BILLIE, because she was in Portland, knew nothing of all this pother; and Henry was beginning to need her. He felt drained and weakened by the steadily dripping reproaches of three long days. He was a young man who had thrived upon the general good will and suddenly the general good will was taken from him. The girl was his great untapped reservoir of moral strength.

"I must see you, Billie," he confided over the long-distance wire, "I hate to have you breaking off your visit for me but I need you something awful."

"I'd break off anything for you," purred Billie's voice vibrant with the instinctive perceptions of love. "I'll take the morning boat and be in at three o'clock."

"Oh, you—you darling!" murmured Henry gratefully.

When the conversation was over he boasted to himself: "A brick house doesn't have to fall on that girl. It's going to hurt her when I tell her though. I—I must be very, very careful. But shell be game. She'll wink the tears away and help."

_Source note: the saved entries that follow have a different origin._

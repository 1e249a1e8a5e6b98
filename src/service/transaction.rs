//! Runs an ordered list of dependent writes as one atomic unit.
//!
//! `Open → (StepExecuting → StepCommittedLocally)* → CommittedAll | RolledBack`.
//! A failing step, a firing abort predicate or a failing commit all end in `RolledBack`
//! and surface as a single `TransactionAborted`. Nothing is retried.

use crate::error::AppError;
use crate::model::Record;
use crate::query::{self, Query};
use crate::store::{Backend, Executor};
use async_trait::async_trait;
use serde::Serialize;
use serde_json::Value;

#[derive(Clone, Debug, PartialEq, Serialize)]
#[serde(rename_all = "snake_case")]
pub enum StepOutput {
    Created(Value),
    Affected(u64),
}

impl StepOutput {
    /// Field of a created record, if this step created one.
    pub fn created_field(&self, field: &str) -> Option<&Value> {
        match self {
            StepOutput::Created(row) => row.get(field),
            StepOutput::Affected(_) => None,
        }
    }
}

#[async_trait]
pub trait Step: Send + Sync {
    fn describe(&self) -> String;

    async fn apply(&self, exec: &mut dyn Executor) -> Result<StepOutput, AppError>;
}

pub struct CreateStep<R>(pub R);

#[async_trait]
impl<R: Record> Step for CreateStep<R> {
    fn describe(&self) -> String {
        format!("create {} '{}'", R::schema().table_name, self.0.name())
    }

    async fn apply(&self, exec: &mut dyn Executor) -> Result<StepOutput, AppError> {
        let created = query::create(exec, &self.0).await?;
        Ok(StepOutput::Created(serde_json::to_value(created)?))
    }
}

pub struct UpdateStep<R> {
    pub query: Query<R>,
    pub field: String,
    pub value: Value,
}

#[async_trait]
impl<R: Record> Step for UpdateStep<R> {
    fn describe(&self) -> String {
        format!("update {}.{}", R::schema().table_name, self.field)
    }

    async fn apply(&self, exec: &mut dyn Executor) -> Result<StepOutput, AppError> {
        let n = self.query.update(exec, &self.field, self.value.clone()).await?;
        Ok(StepOutput::Affected(n))
    }
}

pub struct DeleteStep<R>(pub Query<R>);

#[async_trait]
impl<R: Record> Step for DeleteStep<R> {
    fn describe(&self) -> String {
        format!("delete from {}", R::schema().table_name)
    }

    async fn apply(&self, exec: &mut dyn Executor) -> Result<StepOutput, AppError> {
        Ok(StepOutput::Affected(self.0.delete(exec).await?))
    }
}

#[derive(Clone, Copy, Debug, PartialEq, Eq, Serialize)]
#[serde(rename_all = "snake_case")]
pub enum TxState {
    Open,
    StepExecuting(usize),
    StepCommittedLocally(usize),
    CommittedAll,
    RolledBack,
}

#[derive(Debug, Serialize)]
pub struct TxReport {
    pub outputs: Vec<StepOutput>,
    pub state: TxState,
}

type AbortPredicate = Box<dyn Fn(usize, &StepOutput) -> Option<String> + Send + Sync>;

pub struct TransactionCoordinator<'a> {
    backend: &'a dyn Backend,
    steps: Vec<Box<dyn Step>>,
    abort_when: Option<AbortPredicate>,
    state: TxState,
}

impl<'a> TransactionCoordinator<'a> {
    pub fn new(backend: &'a dyn Backend) -> Self {
        TransactionCoordinator {
            backend,
            steps: Vec::new(),
            abort_when: None,
            state: TxState::Open,
        }
    }

    pub fn step(mut self, step: impl Step + 'static) -> Self {
        self.steps.push(Box::new(step));
        self
    }

    /// Checked after every step with its 0-based index; `Some(reason)` aborts the transaction.
    pub fn abort_when<F>(mut self, predicate: F) -> Self
    where
        F: Fn(usize, &StepOutput) -> Option<String> + Send + Sync + 'static,
    {
        self.abort_when = Some(Box::new(predicate));
        self
    }

    fn transition(&mut self, next: TxState) {
        tracing::debug!(from = ?self.state, to = ?next, "transaction state");
        self.state = next;
    }

    pub async fn execute(mut self) -> Result<TxReport, AppError> {
        let steps = std::mem::take(&mut self.steps);
        let mut tx = self.backend.begin().await?;
        let mut outputs = Vec::with_capacity(steps.len());

        for (i, step) in steps.iter().enumerate() {
            self.transition(TxState::StepExecuting(i));
            let output = match step.apply(tx.executor()).await {
                Ok(output) => output,
                Err(e) => {
                    tracing::info!(step = i, what = %step.describe(), error = %e, "transaction step failed");
                    return Err(self.roll_back(tx, i, e.to_string()).await);
                }
            };
            self.transition(TxState::StepCommittedLocally(i));
            if let Some(reason) = self.abort_when.as_ref().and_then(|p| p(i, &output)) {
                tracing::info!(step = i, what = %step.describe(), reason = %reason, "transaction aborted");
                return Err(self.roll_back(tx, i, reason).await);
            }
            outputs.push(output);
        }

        if let Err(e) = tx.commit().await {
            self.transition(TxState::RolledBack);
            return Err(AppError::TransactionAborted {
                step: steps.len(),
                reason: format!("commit failed: {}", e),
            });
        }
        self.transition(TxState::CommittedAll);
        tracing::info!(steps = steps.len(), "transaction committed");
        Ok(TxReport {
            outputs,
            state: self.state,
        })
    }

    async fn roll_back(&mut self, mut tx: Box<dyn crate::store::Transaction>, step: usize, reason: String) -> AppError {
        if let Err(e) = tx.rollback().await {
            // Dropping the handle still discards the transaction's writes.
            tracing::warn!(error = %e, "explicit rollback failed");
        }
        self.transition(TxState::RolledBack);
        AppError::TransactionAborted { step, reason }
    }
}
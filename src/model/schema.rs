//! Static table layout per record kind: columns for the SQL builder, rules for the validator.

use serde::de::DeserializeOwned;
use serde_json::Value;

/// Checks the structure of a value stored in a jsonb column.
pub type ShapeCheck = fn(&Value) -> Result<(), String>;

/// One column of a record table.
#[derive(Clone, Copy, Debug)]
pub struct ColumnInfo {
    pub name: &'static str,
    /// PostgreSQL type used for parameter casts (e.g. `$1::int8`).
    pub pg_type: &'static str,
    pub nullable: bool,
    /// Whether the store fills the column when the record omits it (e.g. `gen_random_uuid()`).
    pub has_default: bool,
    /// Structure a jsonb value must have so the record still decodes.
    pub shape: Option<ShapeCheck>,
}

impl ColumnInfo {
    pub const fn new(name: &'static str, pg_type: &'static str) -> Self {
        ColumnInfo {
            name,
            pg_type,
            nullable: false,
            has_default: false,
            shape: None,
        }
    }

    pub const fn nullable(mut self) -> Self {
        self.nullable = true;
        self
    }

    pub const fn with_default(mut self) -> Self {
        self.has_default = true;
        self
    }

    pub const fn shaped(mut self, check: ShapeCheck) -> Self {
        self.shape = Some(check);
        self
    }
}

/// Shape check accepting exactly the values that deserialize as `T`.
pub fn decodes_as<T: DeserializeOwned>(v: &Value) -> Result<(), String> {
    <T as serde::Deserialize>::deserialize(v)
        .map(|_| ())
        .map_err(|e| e.to_string())
}

/// Field constraints checked before a record reaches the store.
#[derive(Clone, Debug, Default, PartialEq)]
pub struct ValidationRule {
    pub required: bool,
    pub min_length: Option<usize>,
    pub max_length: Option<usize>,
    pub pattern: Option<&'static str>,
    pub minimum: Option<f64>,
    pub maximum: Option<f64>,
}

impl ValidationRule {
    pub const fn new() -> Self {
        ValidationRule {
            required: false,
            min_length: None,
            max_length: None,
            pattern: None,
            minimum: None,
            maximum: None,
        }
    }

    pub const fn required(mut self) -> Self {
        self.required = true;
        self
    }

    pub const fn min_length(mut self, n: usize) -> Self {
        self.min_length = Some(n);
        self
    }

    pub const fn max_length(mut self, n: usize) -> Self {
        self.max_length = Some(n);
        self
    }

    pub const fn pattern(mut self, re: &'static str) -> Self {
        self.pattern = Some(re);
        self
    }

    pub const fn minimum(mut self, n: f64) -> Self {
        self.minimum = Some(n);
        self
    }

    pub const fn maximum(mut self, n: f64) -> Self {
        self.maximum = Some(n);
        self
    }
}

/// The name rule shared by every record kind.
pub const NAME_RULE: ValidationRule = ValidationRule::new().required().min_length(3);

#[derive(Debug)]
pub struct EntitySchema {
    pub table_name: &'static str,
    /// URL segment the routes are mounted under.
    pub path_segment: &'static str,
    pub pk_column: &'static str,
    pub columns: &'static [ColumnInfo],
    pub validation: &'static [(&'static str, ValidationRule)],
}

impl EntitySchema {
    pub fn column(&self, name: &str) -> Option<&ColumnInfo> {
        self.columns.iter().find(|c| c.name == name)
    }

    pub fn column_names(&self) -> impl Iterator<Item = &'static str> + '_ {
        self.columns.iter().map(|c| c.name)
    }
}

Henry slept that night, and in the morning rose up strong, prepared to resist like adamant that wearing stream which would again be turned upon his resolution. But, to his surprise, there was no wearing stream. Callers came and went, but during the entire morning there was not one reference to the defense of Adam John. Perhaps this was more clever psychology on Scanlon's part; for with the pressure lifted, Henry's resolution relaxed a bit. He was in one of his regretting moods when Charlie Clayton came in about the McKenzie's Tongue project.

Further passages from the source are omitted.